One of the most common forms of conversation that Extension professionals use is focus groups.  It is a guided, structured, and focused conversation.  It can yield a wealth of information if the questions are well crafted, if those questions have been piloted tested, and the data are analyzed in a meaningful way.  There are numerous ways to analyze qualitative data (cultural domain analysis, KWIC analysis, discourse analysis, narrative analysis, grounded theory, content analysis, schema analysis, analytic induction and qualitative comparative analysis, and ethnographic decision models) all of which are discussed in the above mentioned reference.  Deciding which will best work with the gathered qualitative data is a decision only the principal investigator can make.  Comfort and experience will enter into that decision.  Keep in mind qualitative data can be reduced to numbers; numbers cannot be exploded to capture the words from which they came.

One response I got for last week’s query was about on-line survey services.  Are they reliable?  Are they economical?  What are the design limitations?  What are the question format limitations?

Yes.  Depends.  Some.  Not many.

Let me take the easy question first:  Are they economical?

Depends.  Cost of postage for paper survey (both out and back) vs. the time it takes to enter questions in system.  Cost of system vs. length of survey.  These are things to consider.

Because most people have access to email today,  using an on-line survey service is often the easiest and most economical way to distribute an evaluation survey.  Most institutional review boards view an on-line survey like a mail survey and typically grant a waiver of documentation of informed consent.  The consenting document is the entry screen and often an agree to participate question is included on that screen.

Are they valid and reliable?

Yes, but…The old adage “Garbage in, garbage out” applies here.  Like a paper survey, and internet survey is only as good as the survey questions.  Don Dillman, in his third edition “Internet, mail, and mixed-mode surveys” (co-authored with Jolene D.  Smyth and Leah Melani Christian), talks about question development.  Since he wrote the book (literally), I use this resource a lot!

What are the design limitations?

Some limitations apply…Each online survey service is different.  The most common service is Survey Monkey (www.surveymonkey.com).  The introduction to Survey Monkey says, “Create and publish online surveys in minutes, and view results graphically and in real time.”  The basic account with Survey Monkey is free.  It has limitations (number of questions [10]; limited number of question formats [15]; number of responses [100]). And you can upgrade to the Pro or Unlimited  for a subscription fee ($19.95/mo or $200/annually, respectively).  There are others.  A search using “survey services” returns many options such as Zoomerang or InstantSurvey.

What are the question format limitations?

Not many–both open-ended and closed ended questions can be asked.  Survey Monkey has 15 different formats from which to choose (see below).  I’m sure there may be others; this list covers most formats.

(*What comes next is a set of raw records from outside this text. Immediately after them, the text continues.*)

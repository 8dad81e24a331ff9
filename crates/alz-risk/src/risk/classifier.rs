use super::features::FeatureVector;

/// Trained model capability consumed by the adapter.
///
/// Implementations pick their inputs out of the vector by column name, in the
/// order they were trained on, and return one probability per class with the
/// positive class at index 1.
pub trait RiskClassifier: Send + Sync {
    /// Columns the model reads, in training order.
    fn feature_names(&self) -> &[String];

    fn predict_proba(&self, vector: &FeatureVector) -> Result<Vec<f64>, ClassifierError>;
}

#[derive(Debug, Clone, PartialEq, thiserror::Error)]
pub enum ClassifierError {
    #[error("feature vector is missing column {0}")]
    MissingFeature(String),
    #[error("model produced a non-finite score")]
    NonFinite,
    #[error("model backend failure: {0}")]
    Backend(String),
}
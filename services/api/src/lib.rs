mod cli;
mod commands;
mod infra;
mod routes;
mod server;

use alz_risk::error::AppError;

pub async fn run() -> Result<(), AppError> {
    cli::run().await
}
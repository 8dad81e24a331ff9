use std::sync::Arc;

use axum::{extract::State, routing::post, Form, Json, Router};

use super::classifier::RiskClassifier;
use super::coercion::RawInputRecord;
use super::pipeline::{RiskAssessment, RiskPipeline};
use crate::error::AppError;

/// Router builder exposing the prediction endpoints.
pub fn prediction_router<C>(pipeline: Arc<RiskPipeline<C>>) -> Router
where
    C: RiskClassifier + 'static,
{
    Router::new()
        .route("/api/v1/risk/predict", post(predict_json_handler::<C>))
        .route("/predict", post(predict_form_handler::<C>))
        .with_state(pipeline)
}

pub(crate) async fn predict_json_handler<C>(
    State(pipeline): State<Arc<RiskPipeline<C>>>,
    Json(raw): Json<RawInputRecord>,
) -> Result<Json<RiskAssessment>, AppError>
where
    C: RiskClassifier + 'static,
{
    Ok(Json(pipeline.assess(&raw)?))
}

pub(crate) async fn predict_form_handler<C>(
    State(pipeline): State<Arc<RiskPipeline<C>>>,
    Form(raw): Form<RawInputRecord>,
) -> Result<Json<RiskAssessment>, AppError>
where
    C: RiskClassifier + 'static,
{
    Ok(Json(pipeline.assess(&raw)?))
}
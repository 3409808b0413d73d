//! End-to-end: action script -> design state -> mounted preview -> artifacts.

use std::cell::RefCell;
use std::io::{Cursor, Read};
use std::rc::Rc;
use std::sync::Arc;

use logo_forge::{
    Action, DesignState, ExportError, ExportFormat, ExportPipeline, ExportRequest, IconCatalog,
    KeyEvent, PreviewHost, ResvgRasterizer, ShortcutRegistry, SizePx, Surface, SubjectKind,
    bind_design_state,
};
use resvg::usvg::fontdb;

const SCRIPT: &str = r##"[
    {"type": "SET_ICON", "payload": "Heart"},
    {"type": "UPDATE_ICON_STYLE", "payload": {"size": 120, "strokeColor": "#ff0000"}},
    {"type": "APPLY_PALETTE", "payload": "discord"},
    {"type": "UPDATE_BACKGROUND", "payload": {"shadow": "lg", "direction": "to-br"}}
]"##;

fn pipeline() -> ExportPipeline<ResvgRasterizer> {
    ExportPipeline::with_rasterizer(ResvgRasterizer::with_fontdb(Arc::new(
        fontdb::Database::new(),
    )))
}

fn scripted_state() -> DesignState {
    let mut state = DesignState::new();
    for action in Action::script_from_json(SCRIPT).unwrap() {
        assert!(state.dispatch(action));
    }
    state
}

fn host_for(state: &DesignState) -> PreviewHost {
    let mut host = PreviewHost::new();
    host.mount(Surface::project(
        state.present(),
        IconCatalog::global(),
        SizePx::square(320),
    ));
    host
}

#[test]
fn scripted_design_exports_every_format() {
    let state = scripted_state();
    assert_eq!(state.history().past().len(), 4);
    let host = host_for(&state);
    let pipeline = pipeline();

    let svg = pipeline
        .export(&host, &ExportRequest::new(ExportFormat::Vector))
        .unwrap();
    let doc = String::from_utf8(svg.bytes).unwrap();
    assert!(doc.contains("<foreignObject"));
    assert!(doc.contains(r#"x1="0%" y1="0%" x2="100%" y2="100%""#));
    assert!(doc.contains(r#"filter="url(#logo-shadow)""#));

    let png = pipeline
        .export(&host, &ExportRequest::new(ExportFormat::Raster).with_size(100))
        .unwrap();
    let image = image::load_from_memory(&png.bytes).unwrap();
    assert_eq!((image.width(), image.height()), (200, 200));

    let bundle = pipeline
        .export(&host, &ExportRequest::new(ExportFormat::IconBundle))
        .unwrap();
    let zip = zip::ZipArchive::new(Cursor::new(bundle.bytes)).unwrap();
    assert_eq!(zip.len(), 8);

    assert_eq!(host.live_clones(), 0);
    assert_eq!(host.surface().unwrap().viewport(), SizePx::square(320));
}

#[test]
fn text_design_renders_through_resvg() {
    let script = r#"[
        {"type": "SET_LOGO_TYPE", "payload": "text"},
        {"type": "UPDATE_TEXT_STYLE", "payload": {"text": "LOGO", "fontSize": 40}}
    ]"#;
    let mut state = DesignState::new();
    for action in Action::script_from_json(script).unwrap() {
        state.dispatch(action);
    }
    assert_eq!(state.present().kind(), SubjectKind::Text);
    assert_eq!(state.present().text_style().unwrap().text, "LO");

    let host = host_for(&state);
    let svg = pipeline()
        .export(&host, &ExportRequest::new(ExportFormat::Vector))
        .unwrap();
    assert!(String::from_utf8(svg.bytes).unwrap().contains(">LO</span>"));

    let mut zip = zip::ZipArchive::new(Cursor::new(
        pipeline()
            .export(&host, &ExportRequest::new(ExportFormat::IconBundle).with_manifest(false))
            .unwrap()
            .bytes,
    ))
    .unwrap();
    assert_eq!(zip.len(), 7);
    let mut config = String::new();
    zip.by_name("browserconfig.xml")
        .unwrap()
        .read_to_string(&mut config)
        .unwrap();
    assert!(config.contains("square310x310logo"));
}

#[test]
fn export_without_preview_reports_single_failure() {
    let failure = pipeline()
        .export(&PreviewHost::new(), &ExportRequest::new(ExportFormat::IconBundle))
        .unwrap_err();
    assert_eq!(failure.to_string(), "Failed to download logo. Please try again.");
    assert_eq!(failure.cause(), &ExportError::MissingRenderTarget);
}

#[test]
fn keyboard_shortcuts_drive_history() {
    let state = Rc::new(RefCell::new(scripted_state()));
    let registry = ShortcutRegistry::new();
    let binding = bind_design_state(&registry, Rc::clone(&state));

    let outcome = registry.dispatch(KeyEvent::ctrl('z'));
    assert!(outcome.default_prevented);
    assert_eq!(state.borrow().history().future().len(), 1);

    registry.dispatch(KeyEvent::meta('Y'));
    assert!(!state.borrow().can_redo());

    drop(binding);
    registry.dispatch(KeyEvent::ctrl('z'));
    assert!(!state.borrow().can_redo());
}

  • Multiple Choice (Only one Answer)
  • Multiple Choice (Multiple Answers)
  • Matrix of Choices (Only one Answer per Row)
  • Matrix of Choices (Multiple Answers per Row)
  • Matrix of Drop-down Menus
  • Rating Scale
  • Single Textbox
  • Multiple Textboxes
  • Comment/Essay Box
  • Numerical Textboxes
  • Demographic Information (US)
  • Demographic Information (International)
  • Date and/or Time
  • Image
  • Descriptive Text

Oregon State University has an in-house service sponsored by the College of Business (BSG–Business Survey Groups).  OSU also has an institutional account with Student Voice, an on-line service designed initially for learning assessment which I have found useful for evaluations.  Check your institution for options available.  For your next evaluation that involves a survey, think electronically.

A good friend of mine asked me today if I knew of any attributes (which I interpreted to be criteria) of qualitative data (NOT qualitative research).  My friend likened the quest for attributes for qualitative data to the psychometric properties of a measurement instrument–validity and reliability–that could be applied to the data derived from those instruments.

Good question.  How does this relate to program evaluation, you may ask.  That question takes us to an understanding of paradigm.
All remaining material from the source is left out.